I wondered if Pia was right, then, if I was seeking something too dangerous to be handled, a bomb that would kill me someday.

The following novel excerpt is part of the Against Forgetting notebook, with art by Neil Doloricon.


Chapter Eighteen

Quezon City, Then 

Meetings were a bore, an endless bore, but I tried to be a good radical, to stay put, as Alex went on and on about our next action. 

We were sitting in an apartment, windows heavily shrouded. It was Graciana Garcia’s father’s apartment. He was a real estate tycoon with so many buildings that he couldn’t be bothered to keep track of all of them. Good for us—not so great for his tenants. Someday, Graci planned on helping the poorer tenants, like offering free rent to the poorest and subsidized housing for artists. Graci’s typical of her class in that regard: benevolently, aimlessly liberal. Certainly not a true believer in Communism like the rest of us at least tried to achieve. She preferred to dabble in projects. I knew she joined our cell, partly out of genuine hatred for the Marcos family and partly because she wanted to stick it to Daddy. She wasn’t bad, though, and could drink most of the boys in the room under the table. 

“Do we have the list of new disappearances, Cleto?” asked Alex. 

The silence curdled, as we all studiously tried to look away from each other: the number one most pressing fear among us, the idea of just vanishing into the ether. Of course we wouldn’t just poof! vanish. We’d be arrested, tortured. Or not even arrested, just disappeared, our corpses rotting in a field, a river, a dump. 

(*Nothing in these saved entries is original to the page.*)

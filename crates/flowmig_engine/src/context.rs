// flowmig_engine/context - Per-traversal rewrite state
use flowmig_ast::{CompilationUnit, NodeId, NodeIdGen};
use std::collections::{BTreeSet, HashMap, HashSet};

/// Mutable state for one compilation-unit traversal.
///
/// Created empty at traversal start and discarded at the end of the unit's
/// traversal; never shared across units, never a process-wide singleton. The
/// rule catalog stays immutable, so units may be processed in parallel with
/// one context each.
#[derive(Debug)]
pub struct RewriteContext {
    /// Variable name -> rewritten semantic type, nearest enclosing block
    /// lookup. Written whenever a declaration's type changes.
    scope_stack: Vec<HashMap<String, String>>,
    /// Original node ids whose advisory comments are already attached by one
    /// visitor; a second overlapping visit must not duplicate them.
    commented: HashSet<NodeId>,
    imports_to_add: BTreeSet<String>,
    imports_to_remove: BTreeSet<String>,
    ids: NodeIdGen,
}

impl RewriteContext {
    /// Context for one traversal of `unit`, minting synthesized node ids past
    /// the unit's existing maximum.
    pub fn for_unit(unit: &CompilationUnit) -> Self {
        Self {
            scope_stack: vec![HashMap::new()],
            commented: HashSet::new(),
            imports_to_add: BTreeSet::new(),
            imports_to_remove: BTreeSet::new(),
            ids: NodeIdGen::starting_after(unit.max_node_id()),
        }
    }

    pub fn enter_scope(&mut self) {
        self.scope_stack.push(HashMap::new());
    }

    pub fn exit_scope(&mut self) {
        self.scope_stack.pop();
    }

    pub fn record_variable(&mut self, name: impl Into<String>, type_fqn: impl Into<String>) {
        if let Some(current) = self.scope_stack.last_mut() {
            current.insert(name.into(), type_fqn.into());
        }
    }

    /// Nearest-enclosing-block lookup of a variable's rewritten type.
    pub fn lookup_variable(&self, name: &str) -> Option<&str> {
        self.scope_stack
            .iter()
            .rev()
            .find_map(|scope| scope.get(name).map(String::as_str))
    }

    /// Claims advisory-comment ownership for the original node `id`. Returns
    /// true for the first caller; later callers must suppress their comments.
    pub fn claim_comments(&mut self, id: NodeId) -> bool {
        self.commented.insert(id)
    }

    pub fn add_import(&mut self, fqn: impl Into<String>) {
        self.imports_to_add.insert(fqn.into());
    }

    pub fn remove_import(&mut self, fqn: impl Into<String>) {
        self.imports_to_remove.insert(fqn.into());
    }

    pub fn fresh_ids(&mut self) -> &mut NodeIdGen {
        &mut self.ids
    }

    /// Applies the accumulated import intents to the unit: removable imports
    /// are dropped only when the rewritten unit no longer references the
    /// type, new imports are appended once, and the list is kept sorted.
    /// Idempotent.
    pub fn apply_import_intents(&self, unit: &mut CompilationUnit) {
        let dropped: Vec<String> = unit
            .imports
            .iter()
            .filter(|import| {
                self.imports_to_remove.contains(*import)
                    && !self.imports_to_add.contains(*import)
                    && !crate::precondition::unit_body_uses_type(unit, import)
            })
            .cloned()
            .collect();
        unit.imports.retain(|import| !dropped.contains(import));
        for import in &self.imports_to_add {
            if !unit.imports.contains(import) {
                unit.imports.push(import.clone());
            }
        }
        unit.imports.sort();
        unit.imports.dedup();
    }
}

What happened to that Hilao girl. . .Pia’s words echoed in my head.

“Yes,” said Cleto. Alex Tarangoy and Cleto Calimlim could be a caricaturist’s study of thin and fat. Alex was thin, rangy, intense, with a beard. He resembled Che Guevara and intentionally cultivated the resemblance, trimming his beard just so, wearing a beret on occasion.

Alex actually wanted to go underground. Unlike the rest of us, who were reluctant to leave behind friends, family, school, creature comforts, he wanted to join the guerrillas in the provinces, the mountains, to be a rebel with a gun, to really take the idea of revolution into his hands, but we all convinced him he was better off staying here for now, to etch the words of truth with acid. That’s where his talents truly were. 

Cleto meanwhile was fat and laconic. You could see the rolls of flesh if his shirt stretched above his waistband. He was ice to Alex’s fire and brimstone. A dash of water to our more tempestuous, ill-considered proceedings. 

He had to be. Cleto’s roots went back to 1898, the Philippine-American War, the betrayal of the Americans. His grandfather died for the cause, as did many others in his family. In the blood. He learned caution with his inherited rebellion. Like how he thought we shouldn’t be holed up here all the time—we should move or have a back-up place. We occasionally laughed at him, but Alex at least considered it and said, “We will flee to the mountains.” 

“And perish,” said Cleto, who hated exercise, unlike his dead ancestors who apparently used to fall upon the Spanish and Americans with their fists if no weapons were available. “Do you even know what’s in the mountains, Alex?” 

Alex smiled enigmatically and turned away. I had to admit, it was sexy when he did that.

Alex, Alex, Alex—he had never asked me, not just because we followed the rules of the distant Party, we didn’t want to do anything that we would have to ask permission for, but also because he knew how I would respond. No—I could envision what loving a man like Alex could do to a woman. Annihilate her, suck her into his mystique and spit her back out until even her name vanished. I wanted my name to be there someday, to be written: P-H-I-L-O-M-E-L-A S-A-N-T-O-S. That was also wrong of me, to want to stand out in some way, but I had always been a bad comrade. 

“Philo.”

I jerked back to my present surroundings. Alex was looking expectantly at me. “Any ideas for the next pamphlet?”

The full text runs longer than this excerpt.